Recently, I saw a father's article on the Internet, which said that on July 26, 2020, he received a text message sent to him by his son "I really can't get out", after replying to him, his son did not reply, when he realized that the situation was not right, he panicked and rushed to the roof, looking for a circle, did not see anyone, when he went down to the first floor, 110 and 120 had come, and his life came to an abrupt end at this moment. He regretted that he had put tremendous pressure on his son as he was growing up, and when his son sent a distress signal, he felt that this was an inevitable process of growing up. After the incident, he despaired, grieves, regretted, and every day he atoned for his sins and commemorated in a different way. But will the deceased son really forgive all this? Can this father's heart really be let go? Is there really atonement for sins? This reminds me of the movie Atonement.
Atonement, starring Kayla Knightley, tells the story of a little girl, Brianne, who takes place in the quiet English countryside in 1935, with her sister Cecilia and her sister's lover Robbie. Little Brianne's naïve misunderstanding of Robbie at that time led her to imprison Robbie, leaving Cecilia alone to bear the pain of losing her lover. Growing up, Bryne regretted her ignorance and childishness, but never had the courage to see Cecilia. Cecilia didn't forgive her until the end. In the end, before her death in her later years, Breianne completed the last work of her life, the atonement.
Atonement tells of human forgiveness and repentance, and The end of Bryane's final life for her sister and Robbie is that she finally meets her sister and Robbie, they ask her to repeat the testimony, and finally they live happily ever after. However, the truth is that Robbie and Cecilia died one after another during World War II. Breianne never had the courage to admit it, and lived her life with a confession of the tragedy. What was originally a beautiful and expectant beginning, after its destruction, became a tragedy. During Robbie's World War II, there was a passage that touched my heart.

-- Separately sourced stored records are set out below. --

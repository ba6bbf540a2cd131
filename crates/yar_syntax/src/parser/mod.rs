//! Recursive-descent parser with a Pratt expression climb.
//!
//! The parser operates on a `(current, peek)` pair of tokens and advances one
//! token at a time; there is no arbitrary lookahead. Comments are filtered at
//! the pump; newlines survive because the statement layer treats them as
//! terminators.
//!
//! Parse functions follow one convention throughout: on entry `current` is
//! the first token of the construct, on exit `current` is its last token.
//! Callers advance past it.
//!
//! Errors are accumulated with their source line; after an error the parser
//! skips to the next plausible synchronization token and continues, so a
//! single run reports as many problems as possible.
//!
//! The submodules split the grammar the same way the AST splits:
//!
//! - [`expr`]: Pratt precedence climb, prefix/postfix forms
//! - [`stmt`]: statement dispatch, `for` disambiguation, blocks
//! - [`decl`]: functions, structs, enums, traits, impls, uses
//! - [`types`]: surface type expressions

mod decl;
mod expr;
mod stmt;
mod types;

use crate::ast::{Decl, Module};
use crate::error::{ParseError, ParseErrorKind};
use crate::lexer::Lexer;
use crate::token::{Token, TokenKind};
use yar_base::{Interner, Span, Symbol};

pub struct Parser<'a> {
    lexer: Lexer<'a>,
    pub(crate) interner: &'a mut Interner,
    pub(crate) current: Token,
    pub(crate) peek: Token,
    pub errors: Vec<ParseError>,
    /// Cleared while parsing `if`/`while`/`for` headers so `ident {` reads
    /// as a condition followed by a block, not a struct literal.
    pub(crate) allow_struct_lit: bool,
}

impl<'a> Parser<'a> {
    pub fn new(source: &'a str, interner: &'a mut Interner) -> Self {
        let mut lexer = Lexer::new(source);
        let current = Self::pump(&mut lexer);
        let peek = Self::pump(&mut lexer);
        Self {
            lexer,
            interner,
            current,
            peek,
            errors: Vec::new(),
            allow_struct_lit: true,
        }
    }

    fn pump(lexer: &mut Lexer<'a>) -> Token {
        loop {
            let tok = lexer.next_token();
            if tok.kind != TokenKind::Comment {
                return tok;
            }
        }
    }

    pub(crate) fn advance(&mut self) {
        let next = Self::pump(&mut self.lexer);
        self.current = std::mem::replace(&mut self.peek, next);
    }

    pub(crate) fn cur_is(&self, kind: TokenKind) -> bool {
        self.current.kind == kind
    }

    pub(crate) fn peek_is(&self, kind: TokenKind) -> bool {
        self.peek.kind == kind
    }

    /// Advances if the peek token has the wanted kind; records an error and
    /// stays put otherwise.
    pub(crate) fn expect_peek(&mut self, kind: TokenKind, expected: &str) -> bool {
        if self.peek_is(kind) {
            self.advance();
            true
        } else {
            self.unexpected_peek(expected);
            false
        }
    }

    pub(crate) fn unexpected_peek(&mut self, expected: &str) {
        let found = describe_token(&self.peek);
        let span = self.peek.span;
        self.error(
            ParseErrorKind::UnexpectedToken {
                expected: expected.to_string(),
                found,
            },
            span,
        );
    }

    pub(crate) fn error(&mut self, kind: ParseErrorKind, span: Span) {
        self.errors.push(ParseError::new(kind, span));
    }

    /// Skips to the next statement boundary after an error.
    pub(crate) fn synchronize(&mut self) {
        while !self.current.kind.is_terminator() {
            self.advance();
        }
    }

    /// Consumes newline tokens sitting in the peek slot. Used inside
    /// bracketed constructs where line breaks are insignificant.
    pub(crate) fn skip_peek_newlines(&mut self) {
        while self.peek_is(TokenKind::Newline) {
            self.advance();
        }
    }

    pub(crate) fn intern_current(&mut self) -> Symbol {
        let text = self.current.lexeme.clone();
        self.interner.intern(&text)
    }

    /// Parses a whole source file into a module.
    pub fn parse_module(&mut self) -> Module {
        let start = self.current.span;
        let mut name = None;

        // Optional `module name` header.
        self.skip_terminators();
        if self.cur_is(TokenKind::Module) {
            if self.expect_peek(TokenKind::Ident, "module name") {
                name = Some(self.intern_current());
            }
            self.advance();
            self.skip_terminators();
        }

        let mut decls: Vec<Decl> = Vec::new();
        while !self.cur_is(TokenKind::Eof) {
            match self.parse_decl() {
                Some(decl) => {
                    decls.push(decl);
                    self.advance();
                }
                None => {
                    self.synchronize();
                }
            }
            self.skip_terminators();
        }

        let span = start.merge(self.current.span);
        Module { name, decls, span }
    }

    fn skip_terminators(&mut self) {
        while matches!(
            self.current.kind,
            TokenKind::Newline | TokenKind::Semicolon
        ) {
            self.advance();
        }
    }
}

/// Human-readable token description for error messages.
pub(crate) fn describe_token(token: &Token) -> String {
    match token.kind {
        TokenKind::Eof => "end of file".to_string(),
        TokenKind::Newline => "end of line".to_string(),
        _ => format!("'{}'", token.lexeme),
    }
}

#[cfg(test)]
mod tests {
    use super::*;
    use crate::ast::Printer;

    fn parse(source: &str) -> (Module, Vec<ParseError>, Interner) {
        let mut interner = Interner::new();
        let mut parser = Parser::new(source, &mut interner);
        let module = parser.parse_module();
        let errors = parser.errors.clone();
        drop(parser);
        (module, errors, interner)
    }

    #[test]
    fn module_header_is_parsed() {
        let (module, errors, interner) = parse("module math\n\nfn main() { }\n");
        assert!(errors.is_empty(), "{:?}", errors);
        assert_eq!(interner.resolve(module.name.unwrap()), "math");
        assert_eq!(module.decls.len(), 1);
    }

    #[test]
    fn errors_do_not_abort_parsing() {
        let source = "fn main() { let = 5 }\nfn other() { }\n";
        let (module, errors, _) = parse(source);
        assert!(!errors.is_empty());
        // The second function still parsed.
        assert_eq!(module.functions().count(), 2);
    }

    #[test]
    fn error_carries_line_number() {
        let (_, errors, _) = parse("fn main() {\n  let = 5\n}\n");
        assert_eq!(errors[0].line(), 2);
    }

    #[test]
    fn child_spans_nest_in_parents() {
        let (module, errors, _) = parse("fn main() { let x = 1 + 2 }\n");
        assert!(errors.is_empty(), "{:?}", errors);
        let f = module.functions().next().unwrap();
        let fspan = f.span;
        let body = &f.body;
        assert!(fspan.contains(body.span.start.line, body.span.start.column));
        for stmt in &body.stmts {
            let s = stmt.span();
            assert!(body.span.contains(s.start.line, s.start.column));
            assert!(body.span.contains(s.end.line, s.end.column));
        }
    }

    #[test]
    fn print_parse_print_is_stable() {
        let source = "fn add(a i32, b i32) -> i32 { return (a + b) }\n";
        let (module, errors, interner) = parse(source);
        assert!(errors.is_empty(), "{:?}", errors);
        let printed = Printer::new(&interner).module(&module);

        let mut interner2 = Interner::new();
        let mut parser2 = Parser::new(&printed, &mut interner2);
        let module2 = parser2.parse_module();
        assert!(parser2.errors.is_empty(), "{:?}", parser2.errors);
        drop(parser2);
        let printed2 = Printer::new(&interner2).module(&module2);
        assert_eq!(printed, printed2);
    }
}
impl<'a> Lexer<'a> {
    pub fn new(source: &'a str) -> Self {
        Self {
            source,
            bytes: source.as_bytes(),
            pos: 0,
            line: 1,
            column: 1,
        }
    }

    fn cur(&self) -> Option<u8> {
        self.bytes.get(self.pos).copied()
    }

    fn peek(&self) -> Option<u8> {
        self.bytes.get(self.pos + 1).copied()
    }

    fn peek2(&self) -> Option<u8> {
        self.bytes.get(self.pos + 2).copied()
    }

    fn position(&self) -> Pos {
        Pos::new(self.line, self.column, self.pos)
    }

    fn advance(&mut self) {
        if let Some(b) = self.cur() {
            if b == b'\n' {
                self.line += 1;
                self.column = 1;
            } else {
                self.column += 1;
            }
            self.pos += 1;
        }
    }

    fn skip_whitespace(&mut self) {
        while let Some(b) = self.cur() {
            match b {
                b' ' | b'\t' | b'\r' => self.advance(),
                _ => break,
            }
        }
    }

    /// Produces the next token. Returns EOF forever once the input is spent.
    pub fn next_token(&mut self) -> Token {
        self.skip_whitespace();

        let start = self.position();
        let b = match self.cur() {
            Some(b) => b,
            None => return Token::new(TokenKind::Eof, "", Span::at(start)),
        };

        match b {
            b'\n' => {
                self.advance();
                self.make(TokenKind::Newline, start)
            }
            b'/' => match self.peek() {
                Some(b'/') => self.line_comment(start),
                Some(b'*') => self.block_comment(start),
                Some(b'=') => self.two(TokenKind::SlashAssign, start),
                _ => self.one(TokenKind::Slash, start),
            },
            b'0'..=b'9' => self.number(start),
            b'.' => match self.peek() {
                Some(b'0'..=b'9') => self.number(start),
                Some(b'.') => self.two(TokenKind::DotDot, start),
                _ => self.one(TokenKind::Dot, start),
            },
            b'"' => self.string_literal(start, b'"', TokenKind::Str),
            b'\'' => self.string_literal(start, b'\'', TokenKind::Char),
            b'a'..=b'z' | b'A'..=b'Z' | b'_' => self.identifier(start),
            b'(' => self.one(TokenKind::LParen, start),
            b')' => self.one(TokenKind::RParen, start),
            b'{' => self.one(TokenKind::LBrace, start),
            b'}' => self.one(TokenKind::RBrace, start),
            b'[' => self.one(TokenKind::LBracket, start),
            b']' => self.one(TokenKind::RBracket, start),
            b',' => self.one(TokenKind::Comma, start),
            b';' => self.one(TokenKind::Semicolon, start),
            b'?' => self.one(TokenKind::Question, start),
            b'~' => self.one(TokenKind::Tilde, start),
            b'=' => match self.peek() {
                Some(b'=') => self.two(TokenKind::Eq, start),
                _ => self.one(TokenKind::Assign, start),
            },
            b'!' => match self.peek() {
                Some(b'=') => self.two(TokenKind::NotEq, start),
                _ => self.one(TokenKind::Bang, start),
            },
            b':' => match self.peek() {
                Some(b':') => self.two(TokenKind::ColonColon, start),
                Some(b'=') => self.two(TokenKind::ColonAssign, start),
                _ => self.one(TokenKind::Colon, start),
            },
            b'<' => match self.peek() {
                // <<= is the only operator needing two characters of lookahead.
                Some(b'<') => match self.peek2() {
                    Some(b'=') => self.three(TokenKind::ShlAssign, start),
                    _ => self.two(TokenKind::Shl, start),
                },
                Some(b'=') => self.two(TokenKind::LtEq, start),
                _ => self.one(TokenKind::Lt, start),
            },
            b'>' => match self.peek() {
                Some(b'>') => match self.peek2() {
                    Some(b'=') => self.three(TokenKind::ShrAssign, start),
                    _ => self.two(TokenKind::Shr, start),
                },
                Some(b'=') => self.two(TokenKind::GtEq, start),
                _ => self.one(TokenKind::Gt, start),
            },
            b'+' => match self.peek() {
                Some(b'=') => self.two(TokenKind::PlusAssign, start),
                _ => self.one(TokenKind::Plus, start),
            },
            b'-' => match self.peek() {
                Some(b'=') => self.two(TokenKind::MinusAssign, start),
                Some(b'>') => self.two(TokenKind::Arrow, start),
                _ => self.one(TokenKind::Minus, start),
            },
            b'*' => match self.peek() {
                Some(b'=') => self.two(TokenKind::StarAssign, start),
                _ => self.one(TokenKind::Star, start),
            },
            b'%' => match self.peek() {
                Some(b'=') => self.two(TokenKind::PercentAssign, start),
                _ => self.one(TokenKind::Percent, start),
            },
            b'&' => match self.peek() {
                Some(b'&') => self.two(TokenKind::AndAnd, start),
                Some(b'=') => self.two(TokenKind::AmpAssign, start),
                _ => self.one(TokenKind::Amp, start),
            },
            b'|' => match self.peek() {
                Some(b'|') => self.two(TokenKind::OrOr, start),
                Some(b'=') => self.two(TokenKind::PipeAssign, start),
                _ => self.one(TokenKind::Pipe, start),
            },
            b'^' => match self.peek() {
                Some(b'=') => self.two(TokenKind::CaretAssign, start),
                _ => self.one(TokenKind::Caret, start),
            },
            _ => self.one(TokenKind::Illegal, start),
        }
    }

    fn one(&mut self, kind: TokenKind, start: Pos) -> Token {
        self.advance();
        self.make(kind, start)
    }

    fn two(&mut self, kind: TokenKind, start: Pos) -> Token {
        self.advance();
        self.advance();
        self.make(kind, start)
    }

    fn three(&mut self, kind: TokenKind, start: Pos) -> Token {
        self.advance();
        self.advance();
        self.advance();
        self.make(kind, start)
    }

    /// Builds a token whose lexeme is the source slice from `start` to here.
    fn make(&self, kind: TokenKind, start: Pos) -> Token {
        let end = self.position();
        let lexeme = &self.source[start.offset..end.offset];
        Token::new(kind, lexeme, Span::new(start, end))
    }

    fn line_comment(&mut self, start: Pos) -> Token {
        while let Some(b) = self.cur() {
            if b == b'\n' {
                break;
            }
            self.advance();
        }
        self.make(TokenKind::Comment, start)
    }

    fn block_comment(&mut self, start: Pos) -> Token {
        self.advance();
        self.advance();
        while let Some(b) = self.cur() {
            if b == b'*' && self.peek() == Some(b'/') {
                self.advance();
                self.advance();
                break;
            }
            self.advance();
        }
        self.make(TokenKind::Comment, start)
    }

    fn identifier(&mut self, start: Pos) -> Token {
        while let Some(b) = self.cur() {
            match b {
                b'a'..=b'z' | b'A'..=b'Z' | b'0'..=b'9' | b'_' => self.advance(),
                _ => break,
            }
        }
        let end = self.position();
        let text = &self.source[start.offset..end.offset];
        let kind = lookup_keyword(text).unwrap_or(TokenKind::Ident);
        Token::new(kind, text, Span::new(start, end))
    }

    /// Scans an integer or float literal. Emits a single token; the kind is
    /// int vs float based on the presence of `.` or an exponent.
    fn number(&mut self, start: Pos) -> Token {
        let mut is_float = false;

        if self.cur() == Some(b'.') {
            // Leading-dot float: `.5`
            is_float = true;
            self.advance();
            self.digits();
        } else if self.cur() == Some(b'0')
            && matches!(self.peek(), Some(b'x' | b'X' | b'o' | b'O' | b'b' | b'B'))
        {
            // Base-prefixed integer: 0x / 0o / 0b, case-insensitive.
            self.advance();
            self.advance();
            while let Some(b) = self.cur() {
                if b.is_ascii_alphanumeric() || b == b'_' {
                    self.advance();
                } else {
                    break;
                }
            }
            return self.make(TokenKind::Int, start);
        } else {
            self.digits();
            if self.cur() == Some(b'.') {
                match self.peek() {
                    // `0..3` is an int followed by a range operator.
                    Some(b'.') => {}
                    Some(b'0'..=b'9') => {
                        is_float = true;
                        self.advance();
                        self.digits();
                    }
                    // `5.foo` keeps the dot for field access; `5.` is a
                    // trailing-dot float.
                    Some(b'a'..=b'z' | b'A'..=b'Z' | b'_') => {}
                    _ => {
                        is_float = true;
                        self.advance();
                    }
                }
            }
        }

        // Optional signed decimal exponent.
        if matches!(self.cur(), Some(b'e' | b'E')) {
            let signed = matches!(self.peek(), Some(b'+' | b'-'));
            let exp_digit = if signed { self.peek2() } else { self.peek() };
            if matches!(exp_digit, Some(b'0'..=b'9')) {
                is_float = true;
                self.advance();
                if signed {
                    self.advance();
                }
                self.digits();
            }
        }

        let kind = if is_float {
            TokenKind::Float
        } else {
            TokenKind::Int
        };
        self.make(kind, start)
    }

    fn digits(&mut self) {
        while let Some(b) = self.cur() {
            match b {
                b'0'..=b'9' | b'_' => self.advance(),
                _ => break,
            }
        }
    }

    /// Scans a quoted literal, decoding escapes. The span covers the quotes;
    /// the lexeme is the decoded content. An unterminated literal ends at EOF.
    fn string_literal(&mut self, start: Pos, quote: u8, kind: TokenKind) -> Token {
        self.advance();
        let mut content = String::new();
        while let Some(b) = self.cur() {
            if b == quote {
                self.advance();
                break;
            }
            if b == b'\\' {
                self.advance();
                if let Some(esc) = self.cur() {
                    content.push(decode_escape(esc));
                    self.advance();
                }
                continue;
            }
            content.push(b as char);
            self.advance();
        }
        let end = self.position();
        Token::new(kind, content, Span::new(start, end))
    }
}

"My favorite Cecilia, our story will continue. As I walked that evening, I envisioned our future. I will once again put on my best suit, with a commitment to life, striding through the sunset-studded Surrey Park, I will continue to be romantic in the study with a passionate heart. Our story will continue, I will come back, find you, love you, marry you, and live together without complaint or regret. ”
Always looking forward to getting out of pain, helplessness and despair, misunderstanding will tear apart the purest love, naked cruelty. Brianne, at the end of the story gives Cecilia and Robbie happiness, yet, in fact, for a long time, she wanted to tell the truth, and in June 1940 she had not had the courage to go to see her sister, she had never been to Balham, and the scene in which she confessed to them was fictional. Robbie died of sepsis in Franco on 1 June 1940. In the end, Breianne can only escape her actions by confessing, not rhyming, not embellishing, and disintegrating. As the story ends, When Bryne Sr. preaches her twenty-first novel in front of television, she says, "My sister and Robbie were never able to have the time together , they both so longed for, and deserved . And which, ever since, I've... Ever since I've always felt I prevented . But what sense of hope, or satisfaction, could a reader derive from an ending like that ? So, in the book, I wanted to give Robbie and Cecilia what they lost out on in life. I'd like to think this isn't weakness or evasion, but a final act of kindness. I gave them their happiness "In the novel, she gives them happiness." The truth is just a change of direction of self-forgiveness and repentance. Tragedy is the destruction of good things for people to see. The story vividly interprets the beautiful young love into a tragedy, making people think about human nature. The tragedy of Cecilia and Robbie, and the tragedy of Brianne, because of ignorance and naivety, destroyed the good, whether to repent or forgive. Spending a lifetime repenting and thinking, and using a fictional happy ending to counter faults, is the most helpless and painful atonement. If In June 1940, Breanne had gone to see her sister, would the story have taken a turn?
When a fact happens, there is no such thing as repentance and forgiveness. The confession of human nature takes place at the beginning of the story until a long time after the forgiveness, but when the forgiveness does not happen, the confession does not actually exist. Brianne, never paid the price for her ignorance and naivety. For her, atonement for sins, it was something that could never be accomplished. Her atonement is in the process of life, slowly forgetting and repenting, in order to get a little forgiveness in her heart.
Perhaps, atonement, it does not exist.